Maine’s Great Salt Bay School Board is hoping for better luck before the high court in a challenge to allegedly unwritten policies that contradict its on-the-books parental involvement requirements for gender-confused students.
The district opposes plaintiff Amber Lavigne’s SCOTUS petition to review a 1st Circuit ruling that dismissed her lawsuit due to “obvious alternative explanations” for the social transitioning of her 13-year-old daughter rather than an “unwritten de facto policy,” arguing her allegations were too vague to be heard in court and especially not SCOTUS at this stage.
The mother alleged school staff secretly addressed the girl as a male, a social transition, but also that an in-school social worker gave her chest binders to flatten her breasts, a medical intervention that can cause physical damage, showing its official policy was a ruse.
Lavigne’s lawyers at the Goldwater Institute recently filed their reply, accusing the district of evading the core issue: “the Board can be held liable if it follows an unconstitutional policy” regardless of whether it’s written or not.
Nineteen states led by South Carolina, a conservative think tank and a medical freedom advocacy group are backing Lavigne’s petition, which first went before SCOTUS Feb. 20 with no action. (Justices often review petitions over several meetings before acting on them.)
The 1st Circuit transformed “plausibility pleading” into a “probability requirement” in violation of the SCOTUS precedent Twombly, a recurring problem in lower courts that has produced an “entrenched circuit split,” reads the Manhattan Institute’s friend-of-the-court brief.
This forces plaintiffs across “a wide range of constitutional issues” – among them free speech, economic freedom, property rights and racial discrimination – to “negate lawful explanations” before legal discovery and “invites courts to weigh competing inferences at the pleading stage,” effectively putting a thumb on the scale for defendants, the brief also states.

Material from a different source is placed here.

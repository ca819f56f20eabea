//! Utilities - logging setup and request extractors

pub mod logger;
pub mod validation;

pub use validation::ValidatedJson;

It will be difficult to review the “substantive question of constitutionally guaranteed parental rights” without first addressing the split on pleading standards, the institute argued.
“The question presented is exceptionally important to the States,” with so-called gender secrecy policies covering over 12 million students in 38 states by Defending Education’s estimate, the GOP attorneys general’s brief says.
Yet the appeals court, which got its first GOP-nominated judge in November, “avoided answering the important constitutional question presented here,” the AGs said.
Their states need “clarity on this question so that legislatures, state boards of education, and local school districts can conform policies to federal law,” the brief says. “Persistent avoidance by lower courts leaves States without binding guidance while disputes proliferate.”
America’s Frontline Doctors, known for its early opposition to COVID-19 orthodoxy, said in a brief focused on the medical issues in the case: “Desistance statistics and the weight of research show that the parental opinions in this case are most likely correct, and the school’s approach is medically contraindicated. This is about saving lives.”
It deemed euphemisms for medicalized gender transitions “intentional distractions” from the reality of a “permanent Frankenstein-esque mutilation of a minor child’s healthy body,” going into gruesome detail about sexual dysfunction and maintenance of constructed genitals.
Such procedures can preemptively sterilize a minor, prevent breastfeeding and cause “permanent and irreversible damage to facial, body and vocal structures,” the brief says. “The majority of both sexes have lifelong anorgasmia.”